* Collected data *
..........
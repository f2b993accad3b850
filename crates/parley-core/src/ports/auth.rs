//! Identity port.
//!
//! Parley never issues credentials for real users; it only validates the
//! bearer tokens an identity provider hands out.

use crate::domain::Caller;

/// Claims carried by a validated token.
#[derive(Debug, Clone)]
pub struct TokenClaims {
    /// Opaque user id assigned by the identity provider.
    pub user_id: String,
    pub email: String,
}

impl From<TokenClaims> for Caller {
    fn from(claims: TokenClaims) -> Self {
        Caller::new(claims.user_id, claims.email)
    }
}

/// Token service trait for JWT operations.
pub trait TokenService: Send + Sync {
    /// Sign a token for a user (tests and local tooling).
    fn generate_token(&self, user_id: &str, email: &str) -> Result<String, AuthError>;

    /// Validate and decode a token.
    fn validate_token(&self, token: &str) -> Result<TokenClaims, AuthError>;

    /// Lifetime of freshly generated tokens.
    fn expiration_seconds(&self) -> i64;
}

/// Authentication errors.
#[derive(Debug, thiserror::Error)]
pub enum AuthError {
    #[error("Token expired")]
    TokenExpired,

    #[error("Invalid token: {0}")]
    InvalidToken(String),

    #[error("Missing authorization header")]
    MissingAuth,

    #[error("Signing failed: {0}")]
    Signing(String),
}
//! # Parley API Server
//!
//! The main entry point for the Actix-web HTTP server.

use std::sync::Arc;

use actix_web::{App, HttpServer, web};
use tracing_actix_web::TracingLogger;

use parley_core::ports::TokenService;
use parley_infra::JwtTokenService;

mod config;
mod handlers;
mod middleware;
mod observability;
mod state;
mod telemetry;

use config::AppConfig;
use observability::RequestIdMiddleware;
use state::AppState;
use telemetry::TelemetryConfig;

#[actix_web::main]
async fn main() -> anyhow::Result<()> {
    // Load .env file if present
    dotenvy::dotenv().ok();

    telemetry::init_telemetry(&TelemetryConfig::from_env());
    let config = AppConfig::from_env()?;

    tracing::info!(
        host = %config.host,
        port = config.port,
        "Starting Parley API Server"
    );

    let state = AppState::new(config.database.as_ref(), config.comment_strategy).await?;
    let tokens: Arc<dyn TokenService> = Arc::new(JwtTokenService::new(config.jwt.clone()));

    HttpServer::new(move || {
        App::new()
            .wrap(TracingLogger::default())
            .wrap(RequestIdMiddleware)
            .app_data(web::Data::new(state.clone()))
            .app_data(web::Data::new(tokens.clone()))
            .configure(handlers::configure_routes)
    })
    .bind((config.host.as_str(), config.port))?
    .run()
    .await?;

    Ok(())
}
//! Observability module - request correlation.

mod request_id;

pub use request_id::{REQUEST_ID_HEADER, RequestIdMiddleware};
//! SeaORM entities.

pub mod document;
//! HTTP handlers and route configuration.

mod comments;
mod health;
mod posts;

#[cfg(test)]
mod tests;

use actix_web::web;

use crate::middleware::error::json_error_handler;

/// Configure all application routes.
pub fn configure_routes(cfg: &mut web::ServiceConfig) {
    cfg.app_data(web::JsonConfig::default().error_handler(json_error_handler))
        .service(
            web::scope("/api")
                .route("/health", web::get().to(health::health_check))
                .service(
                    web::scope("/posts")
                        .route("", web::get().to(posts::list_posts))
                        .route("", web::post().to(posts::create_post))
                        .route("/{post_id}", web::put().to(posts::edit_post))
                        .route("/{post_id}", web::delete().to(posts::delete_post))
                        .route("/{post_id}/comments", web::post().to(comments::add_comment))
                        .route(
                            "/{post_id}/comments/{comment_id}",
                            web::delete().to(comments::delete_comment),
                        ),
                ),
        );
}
..........
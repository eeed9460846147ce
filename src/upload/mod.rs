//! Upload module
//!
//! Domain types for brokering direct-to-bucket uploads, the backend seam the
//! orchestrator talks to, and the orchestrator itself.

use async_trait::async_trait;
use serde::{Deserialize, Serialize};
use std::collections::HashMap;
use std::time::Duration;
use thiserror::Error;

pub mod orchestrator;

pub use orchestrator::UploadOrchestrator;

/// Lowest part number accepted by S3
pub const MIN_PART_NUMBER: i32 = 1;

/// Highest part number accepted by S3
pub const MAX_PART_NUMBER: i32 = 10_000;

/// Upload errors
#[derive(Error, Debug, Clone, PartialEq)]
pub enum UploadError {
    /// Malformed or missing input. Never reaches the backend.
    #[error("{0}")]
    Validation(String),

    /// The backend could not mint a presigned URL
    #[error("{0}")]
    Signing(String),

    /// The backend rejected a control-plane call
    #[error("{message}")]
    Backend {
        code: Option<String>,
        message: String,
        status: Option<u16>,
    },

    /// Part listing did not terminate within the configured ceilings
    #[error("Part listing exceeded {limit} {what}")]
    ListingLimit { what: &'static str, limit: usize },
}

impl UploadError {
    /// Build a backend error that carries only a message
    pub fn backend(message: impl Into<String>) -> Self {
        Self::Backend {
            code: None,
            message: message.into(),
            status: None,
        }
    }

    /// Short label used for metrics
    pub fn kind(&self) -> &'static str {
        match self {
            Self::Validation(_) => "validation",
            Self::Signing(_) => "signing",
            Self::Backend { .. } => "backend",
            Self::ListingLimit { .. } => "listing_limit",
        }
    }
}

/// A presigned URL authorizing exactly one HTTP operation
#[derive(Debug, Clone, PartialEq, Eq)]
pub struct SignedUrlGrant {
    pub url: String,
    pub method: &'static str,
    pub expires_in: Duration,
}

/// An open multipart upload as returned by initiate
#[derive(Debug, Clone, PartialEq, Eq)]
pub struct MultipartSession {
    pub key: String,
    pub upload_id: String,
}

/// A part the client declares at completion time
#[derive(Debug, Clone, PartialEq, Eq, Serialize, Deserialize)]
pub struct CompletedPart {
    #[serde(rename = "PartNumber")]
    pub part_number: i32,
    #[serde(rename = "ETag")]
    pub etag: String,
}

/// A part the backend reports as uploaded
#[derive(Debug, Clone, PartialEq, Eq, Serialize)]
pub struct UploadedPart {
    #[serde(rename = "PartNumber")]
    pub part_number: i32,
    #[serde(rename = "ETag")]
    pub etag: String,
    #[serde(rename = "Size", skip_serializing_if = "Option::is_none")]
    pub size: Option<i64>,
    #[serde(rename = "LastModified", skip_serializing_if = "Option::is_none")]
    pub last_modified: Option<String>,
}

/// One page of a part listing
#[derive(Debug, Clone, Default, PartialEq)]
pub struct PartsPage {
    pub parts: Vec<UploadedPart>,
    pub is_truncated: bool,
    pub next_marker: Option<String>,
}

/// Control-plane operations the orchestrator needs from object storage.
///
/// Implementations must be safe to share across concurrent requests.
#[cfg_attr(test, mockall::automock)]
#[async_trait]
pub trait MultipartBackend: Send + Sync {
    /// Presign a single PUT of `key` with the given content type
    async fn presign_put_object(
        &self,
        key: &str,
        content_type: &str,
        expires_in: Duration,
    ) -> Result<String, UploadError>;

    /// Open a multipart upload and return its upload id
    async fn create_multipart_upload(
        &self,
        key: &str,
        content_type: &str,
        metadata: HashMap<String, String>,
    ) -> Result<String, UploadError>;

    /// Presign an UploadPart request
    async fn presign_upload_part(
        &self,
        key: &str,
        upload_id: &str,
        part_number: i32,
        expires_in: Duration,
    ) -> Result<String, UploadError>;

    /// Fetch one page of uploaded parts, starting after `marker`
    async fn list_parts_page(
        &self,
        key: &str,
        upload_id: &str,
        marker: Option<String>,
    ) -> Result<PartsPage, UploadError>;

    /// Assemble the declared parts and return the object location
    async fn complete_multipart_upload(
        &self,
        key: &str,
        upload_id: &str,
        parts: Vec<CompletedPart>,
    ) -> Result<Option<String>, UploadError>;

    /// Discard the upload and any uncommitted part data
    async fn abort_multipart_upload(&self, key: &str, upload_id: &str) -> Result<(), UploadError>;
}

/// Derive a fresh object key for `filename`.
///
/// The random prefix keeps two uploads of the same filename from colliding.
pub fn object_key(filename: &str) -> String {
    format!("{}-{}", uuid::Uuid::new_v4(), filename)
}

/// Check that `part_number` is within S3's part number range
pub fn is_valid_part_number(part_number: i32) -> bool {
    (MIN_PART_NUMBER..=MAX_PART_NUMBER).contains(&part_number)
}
..........
* WHAT YOU ARE ASKED TO DO *
Pull every line containing "wrap" from the data.

* RESULT OF THE TASK *
            .wrap(TracingLogger::default())
            .wrap(RequestIdMiddleware)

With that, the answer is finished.